= What is needed =
Search the data for the string "Ordering" and extract every line where it appears.

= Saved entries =
========================
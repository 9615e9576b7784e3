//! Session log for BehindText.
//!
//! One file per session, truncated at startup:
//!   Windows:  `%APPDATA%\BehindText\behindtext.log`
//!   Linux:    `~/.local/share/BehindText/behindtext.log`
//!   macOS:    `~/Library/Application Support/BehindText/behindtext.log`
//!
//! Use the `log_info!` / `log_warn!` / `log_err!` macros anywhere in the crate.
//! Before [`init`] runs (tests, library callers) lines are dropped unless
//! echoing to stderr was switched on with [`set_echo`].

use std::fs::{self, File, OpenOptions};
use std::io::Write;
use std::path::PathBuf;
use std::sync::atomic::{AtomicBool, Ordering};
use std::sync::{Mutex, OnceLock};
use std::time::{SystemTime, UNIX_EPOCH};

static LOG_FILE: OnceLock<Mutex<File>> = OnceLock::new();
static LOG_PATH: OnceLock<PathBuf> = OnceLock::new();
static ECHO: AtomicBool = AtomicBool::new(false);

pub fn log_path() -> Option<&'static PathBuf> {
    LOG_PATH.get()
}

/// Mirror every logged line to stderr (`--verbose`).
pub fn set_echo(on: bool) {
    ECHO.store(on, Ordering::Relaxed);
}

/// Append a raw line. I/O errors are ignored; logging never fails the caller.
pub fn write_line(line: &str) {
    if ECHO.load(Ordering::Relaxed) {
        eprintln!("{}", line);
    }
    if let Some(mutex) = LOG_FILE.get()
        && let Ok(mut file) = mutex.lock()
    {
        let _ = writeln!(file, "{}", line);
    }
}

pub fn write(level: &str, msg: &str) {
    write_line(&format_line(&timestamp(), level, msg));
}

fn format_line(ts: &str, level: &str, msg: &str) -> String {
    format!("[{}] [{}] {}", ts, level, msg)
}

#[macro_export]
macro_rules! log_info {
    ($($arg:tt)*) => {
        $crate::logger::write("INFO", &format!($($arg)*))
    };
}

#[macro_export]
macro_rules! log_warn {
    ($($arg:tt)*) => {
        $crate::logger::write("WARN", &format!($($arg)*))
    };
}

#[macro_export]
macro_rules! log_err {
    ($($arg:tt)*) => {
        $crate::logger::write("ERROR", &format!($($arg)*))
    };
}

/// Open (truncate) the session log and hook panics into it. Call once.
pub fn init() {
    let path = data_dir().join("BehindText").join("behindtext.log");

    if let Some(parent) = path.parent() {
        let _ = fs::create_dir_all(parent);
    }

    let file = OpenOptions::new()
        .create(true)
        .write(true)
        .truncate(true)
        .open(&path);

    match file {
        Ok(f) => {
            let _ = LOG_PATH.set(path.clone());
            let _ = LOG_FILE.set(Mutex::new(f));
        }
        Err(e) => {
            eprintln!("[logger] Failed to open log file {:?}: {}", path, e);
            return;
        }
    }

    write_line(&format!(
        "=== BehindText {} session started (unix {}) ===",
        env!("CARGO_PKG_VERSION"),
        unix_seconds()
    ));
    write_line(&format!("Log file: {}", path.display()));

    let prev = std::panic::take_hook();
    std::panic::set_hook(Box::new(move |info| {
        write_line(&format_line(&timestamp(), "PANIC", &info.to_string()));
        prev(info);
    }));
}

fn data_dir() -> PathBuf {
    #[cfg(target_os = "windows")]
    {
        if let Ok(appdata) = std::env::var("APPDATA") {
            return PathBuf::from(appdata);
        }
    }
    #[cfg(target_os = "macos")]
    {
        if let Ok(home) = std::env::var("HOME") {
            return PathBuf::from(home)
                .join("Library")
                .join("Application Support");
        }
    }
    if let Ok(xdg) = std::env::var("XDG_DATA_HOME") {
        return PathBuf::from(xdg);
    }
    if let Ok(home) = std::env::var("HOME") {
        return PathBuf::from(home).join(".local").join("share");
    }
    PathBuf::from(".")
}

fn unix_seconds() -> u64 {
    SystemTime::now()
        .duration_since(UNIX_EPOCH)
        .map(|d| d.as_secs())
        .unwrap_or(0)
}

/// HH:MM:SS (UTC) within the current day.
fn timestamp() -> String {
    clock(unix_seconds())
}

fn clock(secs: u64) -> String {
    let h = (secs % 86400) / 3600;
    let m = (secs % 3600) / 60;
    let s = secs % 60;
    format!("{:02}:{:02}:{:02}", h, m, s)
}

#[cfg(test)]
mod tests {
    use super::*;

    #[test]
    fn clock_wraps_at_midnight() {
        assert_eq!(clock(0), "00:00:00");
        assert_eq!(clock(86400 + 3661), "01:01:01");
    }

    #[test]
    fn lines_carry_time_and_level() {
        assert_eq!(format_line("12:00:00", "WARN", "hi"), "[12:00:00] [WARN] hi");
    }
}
========================
= Written answer =
use std::sync::atomic::{AtomicBool, Ordering};
    ECHO.store(on, Ordering::Relaxed);
    if ECHO.load(Ordering::Relaxed) {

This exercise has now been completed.